*What to work on:* Go through the data from its first line and retype each line, stopping once the line containing "and merge binaries." has been retyped.

*Supplied data:*
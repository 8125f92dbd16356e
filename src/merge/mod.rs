//! TIPLOC lookup table, waterfall fill and reports.

mod missing;
mod report;
mod stages;
mod table;

pub use missing::{fetch_reference_docs, reference_names, transport_for, NO_TRANSPORT};
pub use report::{
    build_missing_rows, unresolved_share, write_locations_report, write_missing_report,
    MissingRow,
};
pub use table::LocationTable;
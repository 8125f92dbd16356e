//! tiploc-mapper - resolve railway TIPLOC codes to coordinates
//!
//! This library provides the Solr client and the shared types used by the
//! extraction and merge binaries.

pub mod config;
pub mod merge;
pub mod models;
pub mod solr;
pub mod sources;
pub mod spatial;

pub use models::{Location, LocationRecord, SourceType};
pub use solr::{SolrClient, SolrError, SolrMode};
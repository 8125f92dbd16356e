//! Resolve a location for every timetabled TIPLOC.
//!
//! Sources are consulted in rank order; a TIPLOC keeps the first location
//! found. Manual overrides and overlaps are applied last.

use std::collections::HashMap;
use std::path::PathBuf;

use anyhow::{Context, Result};
use clap::Parser;
use indicatif::{ProgressBar, ProgressStyle};
use tracing::{info, warn};
use tracing_subscriber::FmtSubscriber;

use tiploc_mapper::config::{log_level, LocateConfig, SolrArgs};
use tiploc_mapper::merge::{
    build_missing_rows, fetch_reference_docs, reference_names, transport_for, unresolved_share,
    write_locations_report, write_missing_report, LocationTable,
};
use tiploc_mapper::solr::{QueryParams, SolrClient};
use tiploc_mapper::spatial::{load_shapefile_boundaries, BoundaryIndex};

#[derive(Parser, Debug)]
#[command(name = "locate")]
#[command(about = "Resolve TIPLOC locations from ranked reference sources")]
struct Args {
    #[command(flatten)]
    solr: SolrArgs,

    /// Log at debug level
    #[arg(short, long)]
    verbose: bool,

    /// TOML file overriding collection names and file paths
    #[arg(short, long)]
    config: Option<PathBuf>,

    /// Log the map URL of one TIPLOC once resolved
    #[arg(long)]
    show: Option<String>,
}

const NAME_FIELD: &str = "TPS_Description";

/// Every reference name, first per TIPLOC
async fn load_names(
    client: &SolrClient,
    reference: &str,
) -> Result<(Vec<(String, String)>, HashMap<String, String>)> {
    let docs = client
        .get_query(
            reference,
            QueryParams::new("*:*").fl(&format!("TIPLOC,{}", NAME_FIELD)),
            None,
        )
        .await
        .with_context(|| format!("Failed to read names from {}", reference))?;
    let names = reference_names(&docs, NAME_FIELD);
    let mut lookup = HashMap::new();
    for (tiploc, name) in &names {
        lookup.entry(tiploc.clone()).or_insert_with(|| name.clone());
    }
    Ok((names, lookup))
}

async fn missing_report(
    client: &SolrClient,
    config: &LocateConfig,
    table: &LocationTable,
    counts: &HashMap<String, u64>,
) -> Result<()> {
    let collections = &config.collections;
    let codes: Vec<String> = table.unresolved().map(|r| r.tiploc.clone()).collect();
    info!("Looking up transport for {} unresolved TIPLOCs", codes.len());

    let pb = ProgressBar::new(codes.len() as u64);
    pb.set_style(
        ProgressStyle::default_bar()
            .template(
                "{spinner:.green} [{elapsed_precise}] [{bar:40.cyan/blue}] {pos}/{len} ({per_sec})",
            )?
            .progress_chars("#>-"),
    );
    let mut transport = HashMap::new();
    for code in &codes {
        let headcode =
            transport_for(client, &collections.path, &collections.schedule, code).await?;
        transport.insert(code.clone(), headcode);
        pb.inc(1);
    }
    pb.finish_with_message("done");

    let docs = fetch_reference_docs(client, &collections.reference, &codes).await?;
    let rows = build_missing_rows(docs, counts, &transport);
    write_missing_report(&rows, &config.outputs.missing)?;

    info!(
        "Unresolved TIPLOCs carry {:.2}% of path calls",
        100.0 * unresolved_share(table, counts)
    );
    Ok(())
}

#[tokio::main]
async fn main() -> Result<()> {
    let args = Args::parse();
    let subscriber = FmtSubscriber::builder()
        .with_max_level(log_level(args.verbose))
        .finish();
    tracing::subscriber::set_global_default(subscriber)?;

    let config = match &args.config {
        Some(path) => LocateConfig::load_from_file(path)?,
        None => LocateConfig::default(),
    };
    let client = args.solr.connect()?;
    let collections = &config.collections;

    let counts = client
        .facet_counts(&collections.path, "TIPLOC")
        .await
        .with_context(|| format!("Failed to facet {} by TIPLOC", collections.path))?;
    let mut table = LocationTable::new(counts.iter().map(|(k, _)| k.clone()));
    let counts: HashMap<String, u64> = counts.into_iter().collect();

    let (names, lookup) = load_names(&client, &collections.reference).await?;
    table.set_names(&names);
    table.log_progress("timetable");

    let boundaries = load_shapefile_boundaries(
        &config.boundary.shapefile,
        &config.boundary.field,
        &config.boundary.value,
    )?;
    let boundary = BoundaryIndex::build(boundaries);
    table.fill_from_sources(&config.inputs, &boundary)?;
    table.fill_descriptions(&lookup);

    if let Some(tiploc) = &args.show {
        match table.get(tiploc).and_then(|r| r.map_url()) {
            Some(url) => info!("{}: {}", tiploc, url),
            None => warn!("{}: no location", tiploc),
        }
    }

    write_locations_report(&table, &config.outputs.locations)?;
    missing_report(&client, &config, &table, &counts).await?;

    info!(
        "Resolved {} of {} TIPLOCs",
        table.found(),
        table.len()
    );
    Ok(())
}
//! `"lat,lon"` location strings as stored in the `_location_` field.

use std::fmt;
use std::str::FromStr;

use thiserror::Error;

/// Decimal places kept for coordinates derived from geometry
pub const DEFAULT_PLACES: u32 = 6;

/// Geographic point (lat/lon)
#[derive(Debug, Clone, Copy, PartialEq)]
pub struct Location {
    pub lat: f64,
    pub lon: f64,
}

#[derive(Debug, Error, PartialEq)]
#[error("invalid location \"{0}\", expected \"lat,lon\"")]
pub struct ParseLocationError(pub String);

impl Location {
    pub fn new(lat: f64, lon: f64) -> Self {
        Self { lat, lon }
    }

    /// Round both coordinates to `places` decimals
    pub fn rounded(&self, places: u32) -> Self {
        Self {
            lat: round_to(self.lat, places),
            lon: round_to(self.lon, places),
        }
    }

    /// OpenStreetMap URL centred on this point
    pub fn map_url(&self) -> String {
        format!("https://www.openstreetmap.org/#map=19/{}/{}", self.lat, self.lon)
    }
}

pub fn round_to(value: f64, places: u32) -> f64 {
    let factor = 10f64.powi(places as i32);
    (value * factor).round() / factor
}

/// Shortest round-trip float text, with a trailing `.0` on whole numbers
///
/// Magnitudes below `1e-4` or from `1e16` up use exponent form with a signed,
/// two-digit exponent (`-5e-05`, `1e+16`).
fn float_text(value: f64) -> String {
    let magnitude = value.abs();
    if value.is_finite() && value != 0.0 && !(1e-4..1e16).contains(&magnitude) {
        let text = format!("{:e}", value);
        if let Some((mantissa, exponent)) = text.split_once('e') {
            if let Ok(exponent) = exponent.parse::<i32>() {
                let sign = if exponent < 0 { '-' } else { '+' };
                return format!("{}e{}{:02}", mantissa, sign, exponent.abs());
            }
        }
        return text;
    }
    let text = format!("{}", value);
    if value.is_finite() && !text.contains('.') {
        format!("{}.0", text)
    } else {
        text
    }
}

impl fmt::Display for Location {
    fn fmt(&self, f: &mut fmt::Formatter<'_>) -> fmt::Result {
        write!(f, "{},{}", float_text(self.lat), float_text(self.lon))
    }
}

impl FromStr for Location {
    type Err = ParseLocationError;

    fn from_str(s: &str) -> Result<Self, Self::Err> {
        let err = || ParseLocationError(s.to_string());
        let (lat, lon) = s.split_once(',').ok_or_else(err)?;
        let lat: f64 = lat.trim().parse().map_err(|_| err())?;
        let lon: f64 = lon.trim().parse().map_err(|_| err())?;
        Ok(Self { lat, lon })
    }
}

*Your response:*
repository 8125f92dbd16356e
filename src/merge/mod.rs
//! TIPLOC lookup table, waterfall fill and reports.

mod missing;
mod report;
mod stages;
mod table;

pub use missing::{fetch_reference_docs, reference_names, transport_for, NO_TRANSPORT};
pub use report::{
    build_missing_rows, unresolved_share, write_locations_report, write_missing_report,
    MissingRow,
};
pub use table::LocationTable;
repository 8125f92dbd16356e
//! tiploc-mapper - resolve railway TIPLOC codes to coordinates
//!
//! This library provides the Solr client and the shared types used by the
//! extraction and merge binaries.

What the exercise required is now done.